[AntonioLao]

The divergence of Feynman one-loop propagator for bosons and fermions could have been replaced by a convergent integral and assuming the existence of fictitious massive particles with ghost couplings. Further simplification could have been accomplished by dimensional regularization. However, none of these fixes can give completely satisfactory explanation why low energy radiations always scatter away from their sources even though high energy ones interact, creating matter and energy profusely in a very short time. The explanatory inability and limitation could lie within the simplified Feynman diagram itself.

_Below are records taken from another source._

//! Typed argument lists for az invocations.
//!
//! Commands are built as an argument vector and handed to the process
//! executor unchanged, so values never pass through a shell. Arguments
//! marked secret are masked whenever the command is rendered for logs or
//! error messages.

use std::fmt;

const MASK: &str = "********";

/// A single argument in an az command line.
#[derive(Debug, Clone, PartialEq, Eq)]
pub struct AzArg {
    value: String,
    secret: bool,
}

impl AzArg {
    pub fn value(&self) -> &str {
        &self.value
    }

    pub fn is_secret(&self) -> bool {
        self.secret
    }
}

/// An az command line, without the leading `az`.
#[derive(Debug, Clone, Default, PartialEq, Eq)]
pub struct AzCommand {
    args: Vec<AzArg>,
}

impl AzCommand {
    /// Start a command from its subcommand path, e.g. `["vm", "show"]`.
    pub fn new<I, S>(subcommand: I) -> Self
    where
        I: IntoIterator<Item = S>,
        S: Into<String>,
    {
        let args = subcommand
            .into_iter()
            .map(|s| AzArg {
                value: s.into(),
                secret: false,
            })
            .collect();
        Self { args }
    }

    /// Append a plain argument.
    pub fn arg(mut self, value: impl Into<String>) -> Self {
        self.args.push(AzArg {
            value: value.into(),
            secret: false,
        });
        self
    }

    /// Append an argument that must never be logged.
    pub fn secret_arg(mut self, value: impl Into<String>) -> Self {
        self.args.push(AzArg {
            value: value.into(),
            secret: true,
        });
        self
    }

    /// Append `flag value`.
    pub fn opt(self, flag: &str, value: impl Into<String>) -> Self {
        self.arg(flag).arg(value)
    }

    /// Append `flag value` with the value masked in logs.
    pub fn secret_opt(self, flag: &str, value: impl Into<String>) -> Self {
        self.arg(flag).secret_arg(value)
    }

    /// Append `--query <query> -o tsv`.
    pub fn tsv_query(self, query: &str) -> Self {
        self.opt("--query", query).opt("-o", "tsv")
    }

    /// Append `-o json`.
    pub fn json_output(self) -> Self {
        self.opt("-o", "json")
    }

    /// Raw argument values, in order.
    pub fn args(&self) -> impl Iterator<Item = &str> {
        self.args.iter().map(|a| a.value.as_str())
    }

    /// Values of arguments marked secret.
    pub fn secrets(&self) -> impl Iterator<Item = &str> {
        self.args
            .iter()
            .filter(|a| a.secret)
            .map(|a| a.value.as_str())
    }

    pub fn is_empty(&self) -> bool {
        self.args.is_empty()
    }

    /// Whether any argument equals `value` exactly.
    pub fn has_arg(&self, value: &str) -> bool {
        self.args.iter().any(|a| a.value == value)
    }

    /// The argument following the first occurrence of `flag`.
    pub fn value_of(&self, flag: &str) -> Option<&str> {
        self.args
            .iter()
            .position(|a| a.value == flag)
            .and_then(|i| self.args.get(i + 1))
            .map(|a| a.value.as_str())
    }

    /// All arguments following `flag` up to the next `--option`.
    pub fn values_of(&self, flag: &str) -> Vec<&str> {
        match self.args.iter().position(|a| a.value == flag) {
            Some(i) => self.args[i + 1..]
                .iter()
                .take_while(|a| !a.value.starts_with("--"))
                .map(|a| a.value.as_str())
                .collect(),
            None => Vec::new(),
        }
    }

    /// Replace every secret value found in `text` with a mask.
    pub fn redact(&self, text: &str) -> String {
        self.secrets()
            .filter(|s| !s.is_empty())
            .fold(text.to_string(), |acc, secret| acc.replace(secret, MASK))
    }
}

impl fmt::Display for AzCommand {
    fn fmt(&self, f: &mut fmt::Formatter<'_>) -> fmt::Result {
        f.write_str("az")?;
        for arg in &self.args {
            if arg.secret {
                write!(f, " {MASK}")?;
            } else if arg.value.is_empty() || arg.value.contains(char::is_whitespace) {
                write!(f, " \"{}\"", arg.value)?;
            } else {
                write!(f, " {}", arg.value)?;
            }
        }
        Ok(())
    }
}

Feynman diagram is constructed by a 1-space and 1-time axis analogous to the complex plane. Maybe out of respect for mathematical logic and desire for rules sticking, Feynman chose to keep silent the physical shortcomings of complex numbers outweighed by the usefulness in theoretical physics. Dimensionally speaking, the diagram is basically 2 dimensional (or two-valued), 1-space and 1-time dimension. Similarly, the complex plane is also 2 dimensional, 1-real and 1-imaginary. The imaginary part seems to correspond to the time part of Feynman diagrams and fittingly so since ideas of physical time remain personal states of mind, not something tangible. Subjectively, time is blatantly obvious and hopelessly inevitable. Objectively, it is mysteriously ambiguous and surprisingly reversible. Therefore, imaginary time allows achievement of single-valued physical quantities, e.g. mass, energy, temperature, density, volume, etc. furthermore time is also single valued parameter.

A loop on a Feynman diagram describing its inside and outside in addition to its clockwise and counterclockwise rotation could become extremely complicated. A simpler approach is to choose a system where the center of the loop coincides with the origin of the complex plane. Then the loop becomes simply a complex circle of constant absolute value with arbitrary radius. The problem with this approach is the need for a transformation theory satisfying Lorentz invariance for every particle relative to every other particle. Nonetheless, this complex circle represents 1st power of energy in 2 dimensions. To represent 2nd power or square of energy in higher dimensions, it is necessary to link two complex circles together which would not share a common center but each of the two fundamental radius vectors have two end points serving as centers of each other.

Traditionally, Dirac used spinors to describe squares of energy and spin in higher dimensions. His theory led to positive and negative energy solutions and so sensibly predicted the existence of antimatter. However, it is now well established that antimatter can only exist freely in an environment of extreme temperature (in the present universe, at much lower temperature, matter and antimatter are both slaved asymmetrically to each other as in a hydrogen atom of one proton and electron – mass ratio 1836 to 1), a condition ideally connected to the early universe of Planck’s energy, time, and length. Unfortunately, the existence of spinors is based on a theory of isotropic vectors of zero lengths with infinite degrees of freedom. These are complex circles where their radii vanish or set identically zero with infinitely ineffective directional attributes, nevertheless having 4p rotational symmetries known as the complex phase factors. Reasonably, these freed the theory of complicated shifting of origins. The fact that all hydrogen atoms behave almost (Lamb shifts) the same at the same physical conditions regardless of the spacetime locations suggests that the universal invariance lies within the surrounding quantum vacuum which could be described by singular Hadamard matrices of finite infinitesimal lengths. Coincidently, the surface area of a closed sphere of unit radius is also 4p. Therefore, the rotational symmetry of the complex phase factor is related to this area implying that closed volumes of any arbitrary particle could not be possible if the phase angles are less than or greater than 4p. These volume closure deficiencies appear as holes of Riemann surfaces of positive curvature.